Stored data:
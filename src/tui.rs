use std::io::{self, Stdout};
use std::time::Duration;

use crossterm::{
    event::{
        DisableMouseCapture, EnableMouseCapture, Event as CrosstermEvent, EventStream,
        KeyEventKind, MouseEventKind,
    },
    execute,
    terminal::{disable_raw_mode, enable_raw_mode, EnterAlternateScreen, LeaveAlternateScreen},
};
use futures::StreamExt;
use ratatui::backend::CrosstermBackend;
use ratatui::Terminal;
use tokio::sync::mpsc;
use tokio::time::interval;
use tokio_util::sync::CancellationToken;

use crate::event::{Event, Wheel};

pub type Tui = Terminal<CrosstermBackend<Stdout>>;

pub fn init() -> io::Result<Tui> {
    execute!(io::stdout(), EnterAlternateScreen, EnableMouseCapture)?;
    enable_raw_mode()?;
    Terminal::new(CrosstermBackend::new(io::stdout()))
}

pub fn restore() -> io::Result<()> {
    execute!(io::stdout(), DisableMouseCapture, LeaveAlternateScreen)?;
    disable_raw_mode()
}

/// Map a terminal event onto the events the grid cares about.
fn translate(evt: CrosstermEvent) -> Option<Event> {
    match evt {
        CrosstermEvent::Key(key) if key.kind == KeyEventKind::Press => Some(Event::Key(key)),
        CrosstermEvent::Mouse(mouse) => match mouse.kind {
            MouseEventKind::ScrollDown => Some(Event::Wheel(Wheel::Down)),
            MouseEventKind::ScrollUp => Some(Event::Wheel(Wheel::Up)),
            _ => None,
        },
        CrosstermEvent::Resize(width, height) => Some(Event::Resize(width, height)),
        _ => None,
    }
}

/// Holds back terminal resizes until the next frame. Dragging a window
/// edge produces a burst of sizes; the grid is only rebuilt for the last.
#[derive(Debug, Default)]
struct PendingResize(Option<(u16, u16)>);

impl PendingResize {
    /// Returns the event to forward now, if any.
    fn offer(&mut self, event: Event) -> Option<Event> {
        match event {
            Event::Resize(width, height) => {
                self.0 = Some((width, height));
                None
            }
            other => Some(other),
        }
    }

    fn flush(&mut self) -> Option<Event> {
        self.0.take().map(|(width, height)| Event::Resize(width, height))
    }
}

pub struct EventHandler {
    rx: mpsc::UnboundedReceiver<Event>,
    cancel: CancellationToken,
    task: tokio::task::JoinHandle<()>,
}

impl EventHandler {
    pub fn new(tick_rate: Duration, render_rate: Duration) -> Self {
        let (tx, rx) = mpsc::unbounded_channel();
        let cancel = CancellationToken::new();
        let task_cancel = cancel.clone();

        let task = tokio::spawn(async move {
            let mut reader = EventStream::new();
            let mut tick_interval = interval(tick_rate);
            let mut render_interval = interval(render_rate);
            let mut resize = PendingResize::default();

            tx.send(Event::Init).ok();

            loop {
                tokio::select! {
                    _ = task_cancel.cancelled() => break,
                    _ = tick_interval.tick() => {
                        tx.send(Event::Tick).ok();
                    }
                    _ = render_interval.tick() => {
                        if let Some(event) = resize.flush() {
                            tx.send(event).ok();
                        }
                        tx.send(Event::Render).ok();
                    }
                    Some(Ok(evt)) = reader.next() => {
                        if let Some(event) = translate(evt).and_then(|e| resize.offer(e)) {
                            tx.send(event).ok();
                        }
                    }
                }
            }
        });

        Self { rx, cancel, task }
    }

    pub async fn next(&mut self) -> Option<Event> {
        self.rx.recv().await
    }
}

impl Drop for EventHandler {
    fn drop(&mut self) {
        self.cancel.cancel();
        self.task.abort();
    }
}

==

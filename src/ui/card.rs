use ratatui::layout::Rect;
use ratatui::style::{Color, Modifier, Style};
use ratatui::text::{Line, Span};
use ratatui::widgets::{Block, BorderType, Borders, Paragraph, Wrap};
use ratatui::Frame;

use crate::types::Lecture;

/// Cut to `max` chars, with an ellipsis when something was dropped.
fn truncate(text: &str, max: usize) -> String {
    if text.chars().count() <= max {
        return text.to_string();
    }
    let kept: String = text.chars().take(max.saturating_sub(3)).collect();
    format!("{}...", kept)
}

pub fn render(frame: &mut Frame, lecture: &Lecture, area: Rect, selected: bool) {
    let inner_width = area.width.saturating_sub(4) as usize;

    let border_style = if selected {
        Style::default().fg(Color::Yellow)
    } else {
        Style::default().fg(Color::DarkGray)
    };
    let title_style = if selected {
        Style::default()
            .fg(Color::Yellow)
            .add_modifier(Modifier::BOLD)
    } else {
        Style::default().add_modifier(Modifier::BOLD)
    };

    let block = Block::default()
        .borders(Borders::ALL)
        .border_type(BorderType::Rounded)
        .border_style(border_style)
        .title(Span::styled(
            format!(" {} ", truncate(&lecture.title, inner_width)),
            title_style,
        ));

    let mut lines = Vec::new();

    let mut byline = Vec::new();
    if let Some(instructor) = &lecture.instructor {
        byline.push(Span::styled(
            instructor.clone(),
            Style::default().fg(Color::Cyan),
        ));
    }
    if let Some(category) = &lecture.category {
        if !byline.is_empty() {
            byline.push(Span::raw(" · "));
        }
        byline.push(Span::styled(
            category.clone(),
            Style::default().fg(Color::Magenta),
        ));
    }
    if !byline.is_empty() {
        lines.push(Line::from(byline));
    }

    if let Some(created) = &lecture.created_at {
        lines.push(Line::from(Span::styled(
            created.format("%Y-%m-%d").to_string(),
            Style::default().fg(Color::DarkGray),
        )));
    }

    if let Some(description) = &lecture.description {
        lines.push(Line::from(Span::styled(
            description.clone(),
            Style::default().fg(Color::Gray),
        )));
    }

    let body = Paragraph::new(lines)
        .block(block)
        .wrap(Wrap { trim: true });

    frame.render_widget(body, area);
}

» Your goal:
Copy out, word for word, the part of the entries above that begins at the line with "pub struct EventHandler" and ends at the line with "Some(Ok(evt)) = reader.next()", including both.

» Response below:
pub struct EventHandler {
    rx: mpsc::UnboundedReceiver<Event>,
    cancel: CancellationToken,
    task: tokio::task::JoinHandle<()>,
}

impl EventHandler {
    pub fn new(tick_rate: Duration, render_rate: Duration) -> Self {
        let (tx, rx) = mpsc::unbounded_channel();
        let cancel = CancellationToken::new();
        let task_cancel = cancel.clone();

        let task = tokio::spawn(async move {
            let mut reader = EventStream::new();
            let mut tick_interval = interval(tick_rate);
            let mut render_interval = interval(render_rate);
            let mut resize = PendingResize::default();

            tx.send(Event::Init).ok();

            loop {
                tokio::select! {
                    _ = task_cancel.cancelled() => break,
                    _ = tick_interval.tick() => {
                        tx.send(Event::Tick).ok();
                    }
                    _ = render_interval.tick() => {
                        if let Some(event) = resize.flush() {
                            tx.send(event).ok();
                        }
                        tx.send(Event::Render).ok();
                    }
                    Some(Ok(evt)) = reader.next() => {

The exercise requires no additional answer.